ICOB–A New Standard in Oyster Bars

Oct 18, 2011

Island Creek Oyster Bar has been open a year now. Before it opened, the owners declared that their goal was to capture the essence of the Island Creek Oyster company and recreate it in the city of Boston. I thought that seemed unlikely. How do you transfer the beachy good vibes of Duxbury to Kenmore Square, one of the busier patches of ground in Boston? But amazingly, they have done the trick. The oyster bar, which is one of the more unusual restaurant spaces you’ll find, manages to be both chic and authentically salty and earnest, the way people who make their living on the water tend to be. For that, kudos go not just to the Island Creek team but also to co-owner Garret Harker, who is also the genius behind Eastern Standard, next door.

Oysters at ICOB (Belons, no less! Notice the bands). That's owner Garrett Harker, a perpetual motion machine, sliding past.

One effect of the oyster revolution of the past five years is that the whole concept of the oyster bar has been evolving with dizzying speed. Oyster bar owners–and patrons–have had the opportunity to think about what they want an oyster bar to be. It isn’t the old-school places where the single choice of (tired) oysters are simply the excuse for drinking. It isn’t even the old-old-school places that crank out so many oysters so fast, and have so many varieties at once, that they don’t actually pay too much attention to what’s on the plate when it goes out. You can’t tell anyway, they secretly believe. No, America seems to be coming to a moment of clarity on what it wants in an oyster bar, and that’s a relatively small place with an incredibly well-selected variety of oysters, shucked expertly.

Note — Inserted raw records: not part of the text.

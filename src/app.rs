//! Windowed visualizer: a [`Plot`] with the particle flow drawn over it.

use std::path::PathBuf;
use std::sync::Arc;

use winit::{
    application::ApplicationHandler,
    dpi::LogicalSize,
    event::WindowEvent,
    event_loop::{ActiveEventLoop, ControlFlow, EventLoop},
    window::{Window, WindowId},
};

use crate::color::Palette;
use crate::constants::{WINDOW_HEIGHT, WINDOW_WIDTH};
use crate::error::VisualizerError;
use crate::field::VectorField;
use crate::gpu::{EngineConfig, GpuCanvas, ParticleEngine};
use crate::input::Input;
use crate::plot::Plot;

/// Builder for the visualizer window.
///
/// # Example
///
/// ```ignore
/// use fieldflow::prelude::*;
///
/// Visualizer::new(VectorField::rotation())
///     .with_title("Rotation")
///     .with_palette(Palette::Viridis)
///     .run()?;
/// ```
pub struct Visualizer {
    field: VectorField,
    title: String,
    palette: Palette,
    engine_config: EngineConfig,
}

impl Visualizer {
    pub fn new(field: VectorField) -> Self {
        Self {
            field,
            title: "fieldflow".to_string(),
            palette: Palette::default(),
            engine_config: EngineConfig::default(),
        }
    }

    pub fn with_title(mut self, title: impl Into<String>) -> Self {
        self.title = title.into();
        self
    }

    pub fn with_palette(mut self, palette: Palette) -> Self {
        self.palette = palette;
        self
    }

    pub fn with_kernel_path(mut self, path: impl Into<PathBuf>) -> Self {
        self.engine_config = self.engine_config.with_kernel_path(path);
        self
    }

    pub fn with_particle_count(mut self, count: u32) -> Self {
        self.engine_config = self.engine_config.with_particle_count(count);
        self
    }

    /// Run on a software adapter if no hardware GPU is found.
    pub fn allow_software_adapter(mut self) -> Self {
        self.engine_config = self.engine_config.with_software_adapter(true);
        self
    }

    pub fn engine_config(&self) -> &EngineConfig {
        &self.engine_config
    }

    /// Particle count passed to every engine update.
    pub fn frame_particle_count(&self) -> u32 {
        self.engine_config.particle_count
    }

    /// Open the window and run until it is closed.
    ///
    /// Setup failures (window, surface, adapter, kernel) end the loop and are
    /// returned here.
    pub fn run(self) -> Result<(), VisualizerError> {
        let event_loop = EventLoop::new()?;
        event_loop.set_control_flow(ControlFlow::Poll);

        let mut app = App::new(self);
        event_loop.run_app(&mut app)?;

        match app.error.take() {
            Some(err) => Err(err),
            None => Ok(()),
        }
    }
}

struct Frame {
    window: Arc<Window>,
    canvas: GpuCanvas,
    engine: ParticleEngine,
}

struct App {
    title: String,
    frame_particle_count: u32,
    engine_config: EngineConfig,
    plot: Plot,
    input: Input,
    frame: Option<Frame>,
    error: Option<VisualizerError>,
}

impl App {
    fn new(visualizer: Visualizer) -> Self {
        Self {
            frame_particle_count: visualizer.frame_particle_count(),
            title: visualizer.title,
            engine_config: visualizer.engine_config,
            plot: Plot::new(visualizer.field, visualizer.palette),
            input: Input::default(),
            frame: None,
            error: None,
        }
    }

    fn create_frame(&mut self, event_loop: &ActiveEventLoop) -> Result<Frame, VisualizerError> {
        let window_attrs = Window::default_attributes()
            .with_title(self.title.clone())
            .with_inner_size(LogicalSize::new(WINDOW_WIDTH, WINDOW_HEIGHT))
            .with_resizable(false);

        let window = Arc::new(event_loop.create_window(window_attrs)?);
        self.input.set_scale_factor(window.scale_factor());

        let canvas = GpuCanvas::new(window.clone())?;
        let engine = ParticleEngine::new(self.plot.field(), &self.engine_config)?;

        Ok(Frame {
            window,
            canvas,
            engine,
        })
    }

    fn redraw(&mut self, event_loop: &ActiveEventLoop) {
        let Some(frame) = &mut self.frame else {
            return;
        };

        self.plot.update();

        let viewport = self.plot.viewport();
        if let Err(e) = frame.engine.update(
            self.frame_particle_count,
            viewport.cartesian_origin(),
            viewport.range(),
        ) {
            tracing::error!("particle update failed: {e}");
        }

        frame.canvas.begin_frame();
        self.plot.draw(&mut frame.canvas);
        if let Err(e) = frame.engine.draw(&mut frame.canvas) {
            tracing::error!("particle draw failed: {e}");
        }

        match frame.canvas.present() {
            Ok(()) => {}
            Err(wgpu::SurfaceError::Lost | wgpu::SurfaceError::Outdated) => {
                frame.canvas.resize(frame.window.inner_size());
            }
            Err(wgpu::SurfaceError::OutOfMemory) => {
                tracing::error!("surface out of memory");
                event_loop.exit();
            }
            Err(e) => tracing::warn!("render error: {e:?}"),
        }

        frame.window.request_redraw();
    }
}

impl ApplicationHandler for App {
    fn resumed(&mut self, event_loop: &ActiveEventLoop) {
        if self.frame.is_some() {
            return;
        }
        match self.create_frame(event_loop) {
            Ok(frame) => {
                frame.window.request_redraw();
                self.frame = Some(frame);
            }
            Err(e) => {
                tracing::error!("{e}");
                self.error = Some(e);
                event_loop.exit();
            }
        }
    }

    fn window_event(&mut self, event_loop: &ActiveEventLoop, _id: WindowId, event: WindowEvent) {
        if let Some(pointer) = self.input.handle_event(&event) {
            self.plot.handle_pointer(pointer);
            return;
        }

        match event {
            WindowEvent::CloseRequested => {
                event_loop.exit();
            }
            WindowEvent::Resized(physical_size) => {
                if let Some(frame) = &mut self.frame {
                    frame.canvas.resize(physical_size);
                }
            }
            WindowEvent::ScaleFactorChanged { scale_factor, .. } => {
                self.input.set_scale_factor(scale_factor);
            }
            WindowEvent::RedrawRequested => self.redraw(event_loop),
            _ => {}
        }
    }
}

The remarkable thing about ICOB is that they seem to believe that you care where your oysters come from. They believe this so much that they even put the provenance and the name of the grower right on the menu.

 

Waiter, waiter, there's a farmer in my oysters!

That’s the sort of earnestness that comes when the people who grow the food try to present it in the way that they think matters, and try to work directly with the growers. In fact, that was the whole vision behind the restaurant, according to Shore Gregory, IC’s Director of Business Development: “One of the great joys of opening a restaurant has been to bring to the forefront all of these amazing farmers. Farmers who take so much pride in the oysters they grow should be matched up with chefs who take that same pride and honor the food.  Acting as that conduit has been really fun.”

That philosophy carries through to the oyster bar’s design. Not only should the oysters taste like the place they come from, the whole room should feel like it. This idea could easily have fallen into the trap of absolute kitsch. Thanks to somebody (perhaps the designer who insisted on turning the giant photo of the Duxbury mudflats upside down?), it didn’t.

Island Creek Oyster Bar: hints of upwellers, docks, and Cape Cod shingles.

Instead, the feeling is of transparency and light–two things you don’t usually associate with an oyster bar. Brightness seeps at you from all directions, the way it does at the beach, and you are left with memories of texture–sand and shell and wood slats. Afterward, you feel like you’ve been somewhere–a very rare restaurant experience–and it’s somewhere you can’t wait to return. As the Red Sox Royal Rooters would have put it, ‘Nuff said.